Suppose $f$ is a real-valued function of the matrix $X \in \mathbb{R}^{m \times n}$. We typically define the gradient of $f$, written $\nabla f(X)$, as the $m \times n$ matrix whose $(i,j)$th entry is the corresponding partial derivative of $f$, so that $$(\nabla f(X))_{ij} = \frac{\partial f}{\partial x_{ij}}(X).$$
So, how do you define the Hessian of $f$? Will this be some higher-dimensional tensor?
If I "flatten" $X$ into a vector (or more formally, fix a basis of $\mathbb{R}^{m \times n}$ and express $X$ using coordinates in that basis), then the gradient of $f$ becomes a vector again (written in the coordinates for that basis.) Then, I think we could just write the Hessian as a matrix, as usual for maps $f:\mathbb{R}^n \to \mathbb{R}$. Is this the correct approach?

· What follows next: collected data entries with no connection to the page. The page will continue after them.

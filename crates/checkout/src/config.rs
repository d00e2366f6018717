//! Checkout tuning knobs.

use std::time::Duration;

use crate::retry::RetryConfig;

/// Settings shared by every checkout the coordinator runs.
#[derive(Debug, Clone, PartialEq)]
pub struct CheckoutConfig {
    /// Deadline for each individual collaborator call.
    pub call_timeout: Duration,
    /// Backoff for post-commit stock decrements and cart clears.
    pub fulfillment_retry: RetryConfig,
}

impl Default for CheckoutConfig {
    fn default() -> Self {
        Self {
            call_timeout: Duration::from_secs(5),
            fulfillment_retry: RetryConfig::default(),
        }
    }
}
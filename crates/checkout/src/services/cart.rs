//! Cart service trait and in-memory implementation.

use std::collections::HashMap;
use std::sync::{Arc, RwLock};
use std::time::Duration;

use async_trait::async_trait;
use common::UserId;
use domain::{CartLine, CartSnapshot};

use super::{CART_SERVICE, read, write};
use crate::error::ServiceError;

/// Trait for the cart collaborator.
#[async_trait]
pub trait CartService: Send + Sync {
    /// Returns the user's cart with lines in cart order. A user without a
    /// cart gets an empty snapshot.
    async fn get_cart(&self, user_id: UserId) -> Result<CartSnapshot, ServiceError>;

    /// Removes every line from the user's cart.
    async fn clear_cart(&self, user_id: UserId) -> Result<(), ServiceError>;
}

#[derive(Debug, Default)]
struct InMemoryCartState {
    carts: HashMap<UserId, Vec<CartLine>>,
    cleared: Vec<UserId>,
    fail_on_get: bool,
    fail_on_clear: bool,
    transient_clear_failures: u32,
    get_delay: Option<Duration>,
}

/// In-memory cart service for tests and local runs.
#[derive(Debug, Clone, Default)]
pub struct InMemoryCartService {
    state: Arc<RwLock<InMemoryCartState>>,
}

impl InMemoryCartService {
    pub fn new() -> Self {
        Self::default()
    }

    /// Appends a line to the user's cart, merging quantities for a product
    /// already in the cart.
    pub fn add_line(&self, user_id: UserId, line: CartLine) {
        let mut state = write(&self.state);
        let lines = state.carts.entry(user_id).or_default();
        match lines.iter_mut().find(|l| l.product_id == line.product_id) {
            Some(existing) => existing.quantity = existing.quantity.saturating_add(line.quantity),
            None => lines.push(line),
        }
    }

    /// Configures the service to fail every cart read.
    pub fn set_fail_on_get(&self, fail: bool) {
        write(&self.state).fail_on_get = fail;
    }

    /// Configures the service to fail every cart clear.
    pub fn set_fail_on_clear(&self, fail: bool) {
        write(&self.state).fail_on_clear = fail;
    }

    /// Fails the next `count` cart clears with a transient error.
    pub fn set_transient_clear_failures(&self, count: u32) {
        write(&self.state).transient_clear_failures = count;
    }

    /// Delays every cart read, simulating a slow cart service.
    pub fn set_get_delay(&self, delay: Option<Duration>) {
        write(&self.state).get_delay = delay;
    }

    /// Number of lines currently in the user's cart.
    pub fn line_count(&self, user_id: UserId) -> usize {
        read(&self.state).carts.get(&user_id).map_or(0, Vec::len)
    }

    /// Users whose carts were cleared, in call order.
    pub fn cleared_users(&self) -> Vec<UserId> {
        read(&self.state).cleared.clone()
    }
}

#[async_trait]
impl CartService for InMemoryCartService {
    async fn get_cart(&self, user_id: UserId) -> Result<CartSnapshot, ServiceError> {
        let delay = read(&self.state).get_delay;
        if let Some(delay) = delay {
            tokio::time::sleep(delay).await;
        }

        let state = read(&self.state);
        if state.fail_on_get {
            return Err(ServiceError::unavailable(CART_SERVICE, "connection refused"));
        }
        let lines = state.carts.get(&user_id).cloned().unwrap_or_default();
        Ok(CartSnapshot::new(lines))
    }

    async fn clear_cart(&self, user_id: UserId) -> Result<(), ServiceError> {
        let mut state = write(&self.state);
        if state.fail_on_clear {
            return Err(ServiceError::unavailable(CART_SERVICE, "connection refused"));
        }
        if state.transient_clear_failures > 0 {
            state.transient_clear_failures -= 1;
            return Err(ServiceError::unavailable(CART_SERVICE, "connection reset"));
        }

        state.carts.remove(&user_id);
        state.cleared.push(user_id);
        Ok(())
    }
}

This doesn't address the question directly but is more like a long comment.
The main problem with the full Hessian is that it can contain a very large amount of coefficients if $m\times n$ is large itself.

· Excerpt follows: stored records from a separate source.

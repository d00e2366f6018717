//! PostgreSQL integration tests
//!
//! These tests use a shared PostgreSQL container and need a Docker daemon.
//! Run with:
//!
//! ```bash
//! cargo test -p order-store --test postgres_integration -- --ignored
//! ```

use std::sync::Arc;

use common::{Money, OrderId, ProductId, UserId};
use domain::{
    CartLine, CartSnapshot, NewOrder, NewReconciliation, OrderStatus, PaymentMethod,
    ReconciliationKind, ShippingAddress,
};
use order_store::{OrderStore, OrderStoreError, PostgresOrderStore};
use serial_test::serial;
use sqlx::PgPool;
use testcontainers::{ContainerAsync, runners::AsyncRunner};
use testcontainers_modules::postgres::Postgres;
use tokio::sync::OnceCell;

/// Shared container info - container stays alive for all tests
struct ContainerInfo {
    #[allow(dead_code)] // Container must stay alive for tests
    container: ContainerAsync<Postgres>,
    connection_string: String,
}

/// Global shared container
static CONTAINER: OnceCell<Arc<ContainerInfo>> = OnceCell::const_new();

async fn get_container_info() -> Arc<ContainerInfo> {
    CONTAINER
        .get_or_init(|| async {
            let container = Postgres::default().start().await.unwrap();

            let host = container.get_host().await.unwrap();
            let port = container.get_host_port_ipv4(5432).await.unwrap();

            let connection_string =
                format!("postgres://postgres:postgres@{}:{}/postgres", host, port);

            let temp_pool = PgPool::connect(&connection_string).await.unwrap();
            PostgresOrderStore::new(temp_pool.clone())
                .run_migrations()
                .await
                .unwrap();
            temp_pool.close().await;

            Arc::new(ContainerInfo {
                container,
                connection_string,
            })
        })
        .await
        .clone()
}

/// Get a fresh store with its own pool and cleared tables
async fn get_test_store() -> PostgresOrderStore {
    let info = get_container_info().await;

    let pool = sqlx::postgres::PgPoolOptions::new()
        .max_connections(5)
        .connect(&info.connection_string)
        .await
        .unwrap();

    sqlx::query(
        "TRUNCATE TABLE order_items, orders, checkout_reconciliations, cart_items, products RESTART IDENTITY CASCADE",
    )
    .execute(&pool)
    .await
    .unwrap();

    sqlx::query(
        "INSERT INTO products (id, name, price, stock, image_url) VALUES (1, 'Laptop', 650.00, 5, 'laptop.png')",
    )
    .execute(&pool)
    .await
    .unwrap();

    PostgresOrderStore::new(pool)
}

fn new_order(user: i64, lines: &[(i64, i64, u32)]) -> NewOrder {
    let cart = CartSnapshot::new(
        lines
            .iter()
            .map(|&(product, price, qty)| {
                CartLine::new(ProductId::new(product), "item", Money::from_cents(price), qty)
            })
            .collect(),
    );
    NewOrder::from_cart(
        UserId::new(user),
        &cart,
        ShippingAddress {
            full_name: "Asha Rao".to_string(),
            city: "Pune".to_string(),
            ..ShippingAddress::default()
        },
        PaymentMethod::CreditCard,
        "TXN-1",
    )
    .unwrap()
}

#[tokio::test]
#[serial]
#[ignore = "requires a Docker daemon"]
async fn test_insert_and_read_back_order() {
    let store = get_test_store().await;

    let order = store
        .insert_order(new_order(7, &[(1, 65000, 1), (2, 1999, 3)]))
        .await
        .unwrap();
    assert_eq!(order.status, OrderStatus::Processing);
    assert_eq!(order.total_amount, Money::from_cents(70997));
    assert_eq!(order.payment_reference, "TXN-1");

    let details = store.order_by_id(order.id).await.unwrap().unwrap();
    assert_eq!(details.order, order);
    assert_eq!(details.items.len(), 2);
    assert_eq!(details.items[0].name.as_deref(), Some("Laptop"));
    assert_eq!(details.items[0].image_url.as_deref(), Some("laptop.png"));
    assert_eq!(details.items[1].unit_price, Money::from_cents(1999));
    assert!(details.items[1].name.is_none());
    assert_eq!(details.order.shipping_address.city, "Pune");
}

#[tokio::test]
#[serial]
#[ignore = "requires a Docker daemon"]
async fn test_purchase_price_survives_catalog_price_change() {
    let store = get_test_store().await;
    let order = store
        .insert_order(new_order(7, &[(1, 65000, 1)]))
        .await
        .unwrap();

    sqlx::query("UPDATE products SET price = 1.00 WHERE id = 1")
        .execute(store.pool())
        .await
        .unwrap();

    let details = store.order_by_id(order.id).await.unwrap().unwrap();
    assert_eq!(details.items[0].unit_price, Money::from_cents(65000));
}

#[tokio::test]
#[serial]
#[ignore = "requires a Docker daemon"]
async fn test_failed_line_insert_rolls_back_header() {
    let store = get_test_store().await;

    // A quantity beyond the INTEGER column range aborts the transaction
    // after the header insert.
    let mut order = new_order(7, &[(1, 1, 1)]);
    order.lines[0].quantity = u32::MAX;
    order.total_amount = Money::from_cents(i64::from(u32::MAX));

    let result = store.insert_order(order).await;
    assert!(matches!(result, Err(OrderStoreError::Corrupt(_))));

    let count: i64 = sqlx::query_scalar("SELECT COUNT(*) FROM orders")
        .fetch_one(store.pool())
        .await
        .unwrap();
    assert_eq!(count, 0);
}

#[tokio::test]
#[serial]
#[ignore = "requires a Docker daemon"]
async fn test_orders_for_user_are_newest_first_and_stable() {
    let store = get_test_store().await;
    let first = store.insert_order(new_order(7, &[(1, 100, 1)])).await.unwrap();
    store.insert_order(new_order(8, &[(1, 100, 1)])).await.unwrap();
    let third = store.insert_order(new_order(7, &[(1, 100, 2)])).await.unwrap();

    let orders = store.orders_for_user(UserId::new(7)).await.unwrap();
    let ids: Vec<OrderId> = orders.iter().map(|o| o.order.id).collect();
    assert_eq!(ids, vec![third.id, first.id]);

    let again = store.orders_for_user(UserId::new(7)).await.unwrap();
    assert_eq!(orders, again);
}

#[tokio::test]
#[serial]
#[ignore = "requires a Docker daemon"]
async fn test_reconciliation_round_trip() {
    let store = get_test_store().await;

    store
        .record_reconciliation(NewReconciliation::stock_adjustment_failed(
            UserId::new(7),
            OrderId::new(3),
            ProductId::new(1),
            "insufficient stock",
        ))
        .await
        .unwrap();

    let entries = store.reconciliations().await.unwrap();
    assert_eq!(entries.len(), 1);
    assert_eq!(entries[0].record.kind, ReconciliationKind::StockAdjustmentFailed);
    assert_eq!(entries[0].record.product_id, Some(ProductId::new(1)));
    assert!(entries[0].record.amount.is_none());
}
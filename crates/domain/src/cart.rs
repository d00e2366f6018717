//! Cart snapshots read at the start of checkout.

use common::{Money, ProductId};
use serde::{Deserialize, Serialize};

/// A single line in a user's cart, priced at the time the cart was read.
#[derive(Debug, Clone, PartialEq, Eq, Serialize, Deserialize)]
pub struct CartLine {
    pub product_id: ProductId,
    pub name: String,
    pub unit_price: Money,
    pub quantity: u32,
    pub image_url: Option<String>,
}

impl CartLine {
    pub fn new(
        product_id: impl Into<ProductId>,
        name: impl Into<String>,
        unit_price: Money,
        quantity: u32,
    ) -> Self {
        Self {
            product_id: product_id.into(),
            name: name.into(),
            unit_price,
            quantity,
            image_url: None,
        }
    }

    /// Returns `unit_price * quantity`, or `None` on overflow.
    pub fn line_total(&self) -> Option<Money> {
        self.unit_price.checked_multiply(self.quantity)
    }
}

/// Read-only view of a cart.
///
/// Lines keep the order the cart service returned them in (insertion order
/// of cart additions). The total is always computed from the lines and is
/// `None` when it does not fit in [`Money`].
#[derive(Debug, Clone, PartialEq, Eq, Serialize, Deserialize)]
pub struct CartSnapshot {
    lines: Vec<CartLine>,
    total: Option<Money>,
}

impl Default for CartSnapshot {
    fn default() -> Self {
        Self {
            lines: Vec::new(),
            total: Some(Money::zero()),
        }
    }
}

impl CartSnapshot {
    /// Creates a snapshot and computes its total.
    pub fn new(lines: Vec<CartLine>) -> Self {
        let total = lines
            .iter()
            .try_fold(Money::zero(), |total, line| total.checked_add(line.line_total()?));
        Self { lines, total }
    }

    /// Returns an empty snapshot.
    pub fn empty() -> Self {
        Self::default()
    }

    pub fn lines(&self) -> &[CartLine] {
        &self.lines
    }

    pub fn total(&self) -> Option<Money> {
        self.total
    }

    pub fn is_empty(&self) -> bool {
        self.lines.is_empty()
    }

    pub fn len(&self) -> usize {
        self.lines.len()
    }
}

Often, especially for large optimization problems, you might prefer to use the directional Hessian, which can be more tractable for large matrices and that is supported by algorithms (including
scipy.optimize.minimizefor example). If that's what you're looking for, then the directional Hessian (in direction $P\in\mathbb R^{m\times n}$) is defined as: $$\nabla^2_P(f)=\nabla(P:\nabla f)$$By sampling for a few $P$, a well written algorithm can then get a good idea of the full Hessian without having to compute it entirely.